Born on 11 October 1894 in Milan, Egidio Scaioni studied business and then, passionate about photography, moved to Paris in the early 1920s. He worked intensively in fashion and advertising, publishing in the greatest fashion magazines and collaborating with great couturiers such as Maggy Rouff and especially Lucien Lelong, with whom he was very close. At the beginning of the 1930s he set up his studio at 15 rue Malebranche in the 5th arrondissement in Paris. He stopped during the war and resumed his activity as a fashion photographer until the mid-1950s, notably for Jacques Heim. At the same time, he made many portraits. He then gave up fashion photography to devote himself to publishing art books by founding the Varenne publishing house. E. Scaioni died in Paris on March 30, 1966.
From the mid-1920s, Egidio Scaioni's style is perfectly identifiable: he worked on lighting with a rigorous and modernist aesthetic inspired by E Steichen. His geometric decors, influenced by the decorative arts, are his signature. His geometrical decors, influenced by the decorative arts, are his signature. They go perfectly with the fashion of the 1920s or with Lucien Lelong's young and sporty collections. In the 1930's his images display a sobriety and elegance that enhances the sophisticated cuts of the outfits. The prints made in his studio are always of a very high plastic quality.
Egidio Scaioni is also one of the pioneers of colour photography, which was introduced in magazines in the 1930s for advertising purposes, and later via fashion photography. He was one of the few to use the Vivex process in Paris, a process that was used between 1929 and 1939. Many articles in the United States praise his talent in this field.

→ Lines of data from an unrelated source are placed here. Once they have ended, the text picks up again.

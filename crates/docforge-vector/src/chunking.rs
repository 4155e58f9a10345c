// Text Chunking Module
// Splits text into chunks with configurable size and overlap

use crate::types::{VectorError, VectorResult, MIN_CHUNK_LENGTH};
use tiktoken_rs::cl100k_base;

/// A text chunk with metadata
#[derive(Debug, Clone)]
pub struct TextChunk {
    pub content: String,
    pub token_count: usize,
    pub start_index: usize,
    pub end_index: usize,
}

/// Chunking configuration
#[derive(Debug, Clone)]
pub struct ChunkingConfig {
    /// Target chunk size in tokens
    pub chunk_size: usize,
    /// Overlap between chunks in tokens
    pub chunk_overlap: usize,
    /// Separator to use for splitting (if None, uses token boundaries)
    pub separator: Option<String>,
}

impl Default for ChunkingConfig {
    fn default() -> Self {
        Self {
            chunk_size: 512,
            chunk_overlap: 64,
            separator: None,
        }
    }
}

/// Tokenizer wrapper for counting tokens
pub struct Tokenizer {
    bpe: tiktoken_rs::CoreBPE,
}

impl Tokenizer {
    pub fn new() -> VectorResult<Self> {
        let bpe = cl100k_base().map_err(|e| VectorError::Tokenization(e.to_string()))?;
        Ok(Self { bpe })
    }

    /// Count tokens in text
    pub fn count_tokens(&self, text: &str) -> usize {
        self.bpe.encode_with_special_tokens(text).len()
    }

    /// Encode text to tokens
    pub fn encode(&self, text: &str) -> Vec<u32> {
        self.bpe.encode_with_special_tokens(text)
    }

    /// Decode tokens to text
    pub fn decode(&self, tokens: &[u32]) -> String {
        self.bpe.decode(tokens.to_vec()).unwrap_or_default()
    }
}

impl Default for Tokenizer {
    fn default() -> Self {
        Self::new().expect("Failed to initialize tokenizer")
    }
}

/// Chunk text into pieces with overlap
pub fn chunk_text(text: &str, config: &ChunkingConfig) -> VectorResult<Vec<TextChunk>> {
    if text.is_empty() {
        return Ok(Vec::new());
    }

    // If text is short enough, return as single chunk
    if text.len() < MIN_CHUNK_LENGTH {
        let tokenizer = Tokenizer::new()?;
        let token_count = tokenizer.count_tokens(text);
        return Ok(vec![TextChunk {
            content: text.to_string(),
            token_count,
            start_index: 0,
            end_index: text.len(),
        }]);
    }

    let tokenizer = Tokenizer::new()?;
    let tokens = tokenizer.encode(text);

    if tokens.len() <= config.chunk_size {
        // Text fits in a single chunk
        return Ok(vec![TextChunk {
            content: text.to_string(),
            token_count: tokens.len(),
            start_index: 0,
            end_index: text.len(),
        }]);
    }

    let mut chunks = Vec::new();
    let mut start = 0;

    while start < tokens.len() {
        let end = (start + config.chunk_size).min(tokens.len());
        let chunk_tokens = &tokens[start..end];
        let chunk_text = tokenizer.decode(chunk_tokens);

        // Find character boundaries
        let start_char = if start == 0 {
            0
        } else {
            // Find the character position that corresponds to this token
            let prev_tokens = &tokens[..start];
            tokenizer.decode(prev_tokens).len()
        };

        let end_char = start_char + chunk_text.len();

        chunks.push(TextChunk {
            content: chunk_text,
            token_count: chunk_tokens.len(),
            start_index: start_char,
            end_index: end_char.min(text.len()),
        });

        // Move start forward by chunk_size - overlap
        let step = config.chunk_size.saturating_sub(config.chunk_overlap);
        if step == 0 {
            // Prevent infinite loop if overlap equals or exceeds chunk_size
            start = end;
        } else {
            start += step;
        }

        // Ensure we make progress
        if start >= tokens.len() {
            break;
        }
    }

    Ok(chunks)
}

/// Chunk text using semantic boundaries (paragraphs, sentences)
pub fn chunk_text_semantic(text: &str, config: &ChunkingConfig) -> VectorResult<Vec<TextChunk>> {
    if text.is_empty() {
        return Ok(Vec::new());
    }

    // If text is short enough, return as single chunk
    if text.len() < MIN_CHUNK_LENGTH {
        let tokenizer = Tokenizer::new()?;
        let token_count = tokenizer.count_tokens(text);
        return Ok(vec![TextChunk {
            content: text.to_string(),
            token_count,
            start_index: 0,
            end_index: text.len(),
        }]);
    }

    let tokenizer = Tokenizer::new()?;
    let tokens = tokenizer.encode(text);

    if tokens.len() <= config.chunk_size {
        return Ok(vec![TextChunk {
            content: text.to_string(),
            token_count: tokens.len(),
            start_index: 0,
            end_index: text.len(),
        }]);
    }

    // Split by paragraphs first
    let paragraphs: Vec<&str> = text
        .split("\n\n")
        .filter(|p| !p.trim().is_empty())
        .collect();

    let mut chunks = Vec::new();
    let mut current_chunk = String::new();
    let mut current_tokens = 0;
    let mut chunk_start = 0;
    let mut current_pos = 0;

    for paragraph in paragraphs {
        let para_tokens = tokenizer.count_tokens(paragraph);

        if para_tokens > config.chunk_size {
            // Paragraph is too long, split by sentences
            if !current_chunk.is_empty() {
                chunks.push(TextChunk {
                    content: current_chunk.clone(),
                    token_count: current_tokens,
                    start_index: chunk_start,
                    end_index: current_pos,
                });
                current_chunk.clear();
                current_tokens = 0;
                chunk_start = current_pos;
            }

            // Split long paragraph by sentences
            let sentences: Vec<&str> = paragraph
                .split(['.', '!', '?'])
                .filter(|s| !s.trim().is_empty())
                .collect();

            for sentence in sentences {
                let sentence_with_punct = format!("{}.", sentence.trim());
                let sent_tokens = tokenizer.count_tokens(&sentence_with_punct);

                if current_tokens + sent_tokens > config.chunk_size && !current_chunk.is_empty() {
                    chunks.push(TextChunk {
                        content: current_chunk.clone(),
                        token_count: current_tokens,
                        start_index: chunk_start,
                        end_index: current_pos,
                    });
                    // Keep overlap
                    let overlap_tokens =
                        current_tokens.saturating_sub(config.chunk_size - config.chunk_overlap);
                    if overlap_tokens > 0 && overlap_tokens < current_tokens {
                        let overlap_text =
                            get_last_n_tokens(&tokenizer, &current_chunk, overlap_tokens);
                        current_chunk = overlap_text;
                        current_tokens = overlap_tokens;
                        chunk_start = current_pos - current_chunk.len();
                    } else {
                        current_chunk.clear();
                        current_tokens = 0;
                        chunk_start = current_pos;
                    }
                }

                current_chunk.push_str(&sentence_with_punct);
                current_chunk.push(' ');
                current_tokens += sent_tokens;
                current_pos += sentence_with_punct.len() + 1;
            }
        } else if current_tokens + para_tokens > config.chunk_size {
            // Start new chunk
            if !current_chunk.is_empty() {
                chunks.push(TextChunk {
                    content: current_chunk.clone(),
                    token_count: current_tokens,
                    start_index: chunk_start,
                    end_index: current_pos,
                });
            }
            current_chunk = paragraph.to_string();
            current_chunk.push('\n');
            current_tokens = para_tokens;
            chunk_start = current_pos;
            current_pos += paragraph.len() + 1;
        } else {
            // Add to current chunk
            current_chunk.push_str(paragraph);
            current_chunk.push('\n');
            current_tokens += para_tokens;
            current_pos += paragraph.len() + 1;
        }
    }

    // Don't forget the last chunk
    if !current_chunk.is_empty() {
        chunks.push(TextChunk {
            content: current_chunk.trim().to_string(),
            token_count: current_tokens,
            start_index: chunk_start,
            end_index: text.len(),
        });
    }

    Ok(chunks)
}

/// Get the last n tokens from text
fn get_last_n_tokens(tokenizer: &Tokenizer, text: &str, n: usize) -> String {
    let tokens = tokenizer.encode(text);
    let start = tokens.len().saturating_sub(n);
    let last_tokens = &tokens[start..];
    tokenizer.decode(last_tokens)
}

/// Estimate token count without full tokenization (faster but less accurate)
pub fn estimate_token_count(text: &str) -> usize {
    // Rough estimate: ~4 characters per token on average for English
    text.len() / 4
}

/// Truncate text to fit within token budget
pub fn truncate_to_tokens(text: &str, max_tokens: usize) -> VectorResult<String> {
    let tokenizer = Tokenizer::new()?;
    let tokens = tokenizer.encode(text);

    if tokens.len() <= max_tokens {
        Ok(text.to_string())
    } else {
        let truncated = &tokens[..max_tokens];
        Ok(tokenizer.decode(truncated))
    }
}

/// Merge small chunks to reduce overhead
pub fn merge_small_chunks(chunks: Vec<TextChunk>, min_tokens: usize) -> Vec<TextChunk> {
    if chunks.len() < 2 {
        return chunks;
    }

    let mut merged = Vec::new();
    let mut current = chunks[0].clone();

    for chunk in chunks.into_iter().skip(1) {
        if current.token_count < min_tokens {
            // Merge with current
            current.content.push('\n');
            current.content.push_str(&chunk.content);
            current.token_count += chunk.token_count;
            current.end_index = chunk.end_index;
        } else {
            merged.push(current);
            current = chunk;
        }
    }

    merged.push(current);
    merged
}

#[cfg(test)]
mod tests {
    use super::*;

    #[test]
    fn test_chunk_text_empty() {
        let config = ChunkingConfig::default();
        let chunks = chunk_text("", &config).unwrap();
        assert!(chunks.is_empty());
    }

    #[test]
    fn test_chunk_text_short() {
        let config = ChunkingConfig::default();
        let text = "This is a short text.";
        let chunks = chunk_text(text, &config).unwrap();
        assert_eq!(chunks.len(), 1);
        assert_eq!(chunks[0].content, text);
    }

    #[test]
    fn test_chunk_text_long() {
        let config = ChunkingConfig {
            chunk_size: 10,
            chunk_overlap: 2,
            separator: None,
        };
        let text = "This is a much longer text that needs to be split into multiple chunks. It contains several sentences and should be broken up appropriately.";
        let chunks = chunk_text(text, &config).unwrap();
        assert!(chunks.len() > 1);

        // Check overlap
        for i in 1..chunks.len() {
            let prev_end = chunks[i - 1].end_index;
            let curr_start = chunks[i].start_index;
            assert!(curr_start < prev_end, "Chunks should overlap");
        }
    }

    #[test]
    fn test_tokenizer_count() {
        let tokenizer = Tokenizer::new().unwrap();
        let count = tokenizer.count_tokens("Hello world");
        assert!(count > 0);
    }

    #[test]
    fn test_estimate_token_count() {
        let text = "This is a test sentence with approximately twelve tokens.";
        let estimated = estimate_token_count(text);
        let tokenizer = Tokenizer::new().unwrap();
        let actual = tokenizer.count_tokens(text);

        // Estimate should be in the ballpark
        let diff = (estimated as i64 - actual as i64).abs();
        assert!(diff < 5, "Estimate should be close to actual");
    }
}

Egidio Scaioni's photographs were published in the following French magazines: "Vogue", "Fémina", "Le Jardin des Modes", "L'Officiel de la Couture", "Excelsior Modes", as well as in many German, Italian and American magazines ("Harper's Bazaar", "Fortune"...).
A talented photographer with a strong presence on the Parisian and international photographic scene, Egidio Scaioni has so far been ignored by historical research.
In the late 1920s, chemist D.A. Spencer adapted the carbro technique to the production of trichrome prints. This process makes it possible to produce a pigmentary trichromatic proof from the successive transfers of three primary images inscribed in a pigmented gelatin relief. His company Color Photographs Ltd (London) also markets equipment for colour photography; in particular trichromatic chambers ("one shot camera") which enable the three monochrome plates of a trichromatic selection to be produced simultaneously. Due to the complexity of the process and the cost of the prints, the laboratory's clientele is composed almost exclusively of English or American professional photographers working in advertising, artwork reproduction, portraiture and fashion. The process benefits from the good stability characteristics associated with pigment prints. The Vivex marks the apogee of the trichromatic pigmentary processes that will decline after the end of the war.